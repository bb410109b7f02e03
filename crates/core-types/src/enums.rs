use crate::error::CoreError;
use serde::{Deserialize, Serialize};
use std::fmt;
use std::str::FromStr;

/// The entities whose deletion must reach into other databases.
#[derive(Debug, Clone, Copy, PartialEq, Eq, Hash, Serialize, Deserialize)]
pub enum EntityKind {
    Patient,
    Doctor,
    Appointment,
}

impl EntityKind {
    pub const ALL: [EntityKind; 3] = [EntityKind::Patient, EntityKind::Doctor, EntityKind::Appointment];

    pub fn as_str(&self) -> &'static str {
        match self {
            EntityKind::Patient => "patient",
            EntityKind::Doctor => "doctor",
            EntityKind::Appointment => "appointment",
        }
    }
}

impl fmt::Display for EntityKind {
    fn fmt(&self, f: &mut fmt::Formatter<'_>) -> fmt::Result {
        f.write_str(self.as_str())
    }
}

impl FromStr for EntityKind {
    type Err = CoreError;

    fn from_str(s: &str) -> Result<Self, Self::Err> {
        match s.trim().to_ascii_lowercase().as_str() {
            "patient" | "patients" => Ok(EntityKind::Patient),
            "doctor" | "doctors" => Ok(EntityKind::Doctor),
            "appointment" | "appointments" => Ok(EntityKind::Appointment),
            other => Err(CoreError::UnknownEntityKind(other.to_string())),
        }
    }
}

#[derive(Debug, Clone, Copy, PartialEq, Eq, Serialize, Deserialize)]
pub enum AppointmentStatus {
    Scheduled,
    Completed,
    Cancelled,
}

impl AppointmentStatus {
    pub const ALL: [AppointmentStatus; 3] = [
        AppointmentStatus::Scheduled,
        AppointmentStatus::Completed,
        AppointmentStatus::Cancelled,
    ];

    pub fn as_str(&self) -> &'static str {
        match self {
            AppointmentStatus::Scheduled => "Scheduled",
            AppointmentStatus::Completed => "Completed",
            AppointmentStatus::Cancelled => "Cancelled",
        }
    }
}

impl Default for AppointmentStatus {
    fn default() -> Self {
        AppointmentStatus::Scheduled
    }
}

impl fmt::Display for AppointmentStatus {
    fn fmt(&self, f: &mut fmt::Formatter<'_>) -> fmt::Result {
        f.write_str(self.as_str())
    }
}

impl FromStr for AppointmentStatus {
    type Err = CoreError;

    fn from_str(s: &str) -> Result<Self, Self::Err> {
        Self::ALL
            .into_iter()
            .find(|status| status.as_str().eq_ignore_ascii_case(s.trim()))
            .ok_or_else(|| CoreError::InvalidInput("appointment status".to_string(), s.to_string()))
    }
}

#[derive(Debug, Clone, Copy, PartialEq, Eq, Serialize, Deserialize)]
pub enum PaymentStatus {
    Pending,
    Paid,
    Cancelled,
}

impl PaymentStatus {
    pub const ALL: [PaymentStatus; 3] = [PaymentStatus::Pending, PaymentStatus::Paid, PaymentStatus::Cancelled];

    pub fn as_str(&self) -> &'static str {
        match self {
            PaymentStatus::Pending => "Pending",
            PaymentStatus::Paid => "Paid",
            PaymentStatus::Cancelled => "Cancelled",
        }
    }
}

impl Default for PaymentStatus {
    fn default() -> Self {
        PaymentStatus::Pending
    }
}

impl fmt::Display for PaymentStatus {
    fn fmt(&self, f: &mut fmt::Formatter<'_>) -> fmt::Result {
        f.write_str(self.as_str())
    }
}

impl FromStr for PaymentStatus {
    type Err = CoreError;

    fn from_str(s: &str) -> Result<Self, Self::Err> {
        Self::ALL
            .into_iter()
            .find(|status| status.as_str().eq_ignore_ascii_case(s.trim()))
            .ok_or_else(|| CoreError::InvalidInput("payment status".to_string(), s.to_string()))
    }
}

#[cfg(test)]
mod tests {
    use super::*;

    #[test]
    fn entity_kind_accepts_singular_and_plural() {
        assert_eq!("Patients".parse::<EntityKind>(), Ok(EntityKind::Patient));
        assert_eq!("doctor".parse::<EntityKind>(), Ok(EntityKind::Doctor));
        assert!("invoice".parse::<EntityKind>().is_err());
    }

    #[test]
    fn statuses_parse_case_insensitively() {
        assert_eq!("paid".parse::<PaymentStatus>(), Ok(PaymentStatus::Paid));
        assert_eq!(" Completed ".parse::<AppointmentStatus>(), Ok(AppointmentStatus::Completed));
        assert!("Overdue".parse::<PaymentStatus>().is_err());
    }
}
◆ ◆ ◆ ◆ ◆ ◆ ◆
The full listing above is to be copied exactly, line for line.

Expected answer:
repository bb410109b7f02e03
filename crates/core-types/src/enums.rs
use crate::error::CoreError;
use serde::{Deserialize, Serialize};
use std::fmt;
use std::str::FromStr;

/// The entities whose deletion must reach into other databases.
#[derive(Debug, Clone, Copy, PartialEq, Eq, Hash, Serialize, Deserialize)]
pub enum EntityKind {
    Patient,
    Doctor,
    Appointment,
}

impl EntityKind {
    pub const ALL: [EntityKind; 3] = [EntityKind::Patient, EntityKind::Doctor, EntityKind::Appointment];

    pub fn as_str(&self) -> &'static str {
        match self {
            EntityKind::Patient => "patient",
            EntityKind::Doctor => "doctor",
            EntityKind::Appointment => "appointment",
        }
    }
}

impl fmt::Display for EntityKind {
    fn fmt(&self, f: &mut fmt::Formatter<'_>) -> fmt::Result {
        f.write_str(self.as_str())
    }
}

impl FromStr for EntityKind {
    type Err = CoreError;

    fn from_str(s: &str) -> Result<Self, Self::Err> {
        match s.trim().to_ascii_lowercase().as_str() {
            "patient" | "patients" => Ok(EntityKind::Patient),
            "doctor" | "doctors" => Ok(EntityKind::Doctor),
            "appointment" | "appointments" => Ok(EntityKind::Appointment),
            other => Err(CoreError::UnknownEntityKind(other.to_string())),
        }
    }
}

#[derive(Debug, Clone, Copy, PartialEq, Eq, Serialize, Deserialize)]
pub enum AppointmentStatus {
    Scheduled,
    Completed,
    Cancelled,
}

impl AppointmentStatus {
    pub const ALL: [AppointmentStatus; 3] = [
        AppointmentStatus::Scheduled,
        AppointmentStatus::Completed,
        AppointmentStatus::Cancelled,
    ];

    pub fn as_str(&self) -> &'static str {
        match self {
            AppointmentStatus::Scheduled => "Scheduled",
            AppointmentStatus::Completed => "Completed",
            AppointmentStatus::Cancelled => "Cancelled",
        }
    }
}

impl Default for AppointmentStatus {
    fn default() -> Self {
        AppointmentStatus::Scheduled
    }
}

impl fmt::Display for AppointmentStatus {
    fn fmt(&self, f: &mut fmt::Formatter<'_>) -> fmt::Result {
        f.write_str(self.as_str())
    }
}

impl FromStr for AppointmentStatus {
    type Err = CoreError;

    fn from_str(s: &str) -> Result<Self, Self::Err> {
        Self::ALL
            .into_iter()
            .find(|status| status.as_str().eq_ignore_ascii_case(s.trim()))
            .ok_or_else(|| CoreError::InvalidInput("appointment status".to_string(), s.to_string()))
    }
}

#[derive(Debug, Clone, Copy, PartialEq, Eq, Serialize, Deserialize)]
pub enum PaymentStatus {
    Pending,
    Paid,
    Cancelled,
}

impl PaymentStatus {
    pub const ALL: [PaymentStatus; 3] = [PaymentStatus::Pending, PaymentStatus::Paid, PaymentStatus::Cancelled];

    pub fn as_str(&self) -> &'static str {
        match self {
            PaymentStatus::Pending => "Pending",
            PaymentStatus::Paid => "Paid",
            PaymentStatus::Cancelled => "Cancelled",
        }
    }
}

impl Default for PaymentStatus {
    fn default() -> Self {
        PaymentStatus::Pending
    }
}

impl fmt::Display for PaymentStatus {
    fn fmt(&self, f: &mut fmt::Formatter<'_>) -> fmt::Result {
        f.write_str(self.as_str())
    }
}

impl FromStr for PaymentStatus {
    type Err = CoreError;

    fn from_str(s: &str) -> Result<Self, Self::Err> {
        Self::ALL
            .into_iter()
            .find(|status| status.as_str().eq_ignore_ascii_case(s.trim()))
            .ok_or_else(|| CoreError::InvalidInput("payment status".to_string(), s.to_string()))
    }
}

#[cfg(test)]
mod tests {
    use super::*;

    #[test]
    fn entity_kind_accepts_singular_and_plural() {
        assert_eq!("Patients".parse::<EntityKind>(), Ok(EntityKind::Patient));
        assert_eq!("doctor".parse::<EntityKind>(), Ok(EntityKind::Doctor));
        assert!("invoice".parse::<EntityKind>().is_err());
    }

    #[test]
    fn statuses_parse_case_insensitively() {
        assert_eq!("paid".parse::<PaymentStatus>(), Ok(PaymentStatus::Paid));
        assert_eq!(" Completed ".parse::<AppointmentStatus>(), Ok(AppointmentStatus::Completed));
        assert!("Overdue".parse::<PaymentStatus>().is_err());
    }
}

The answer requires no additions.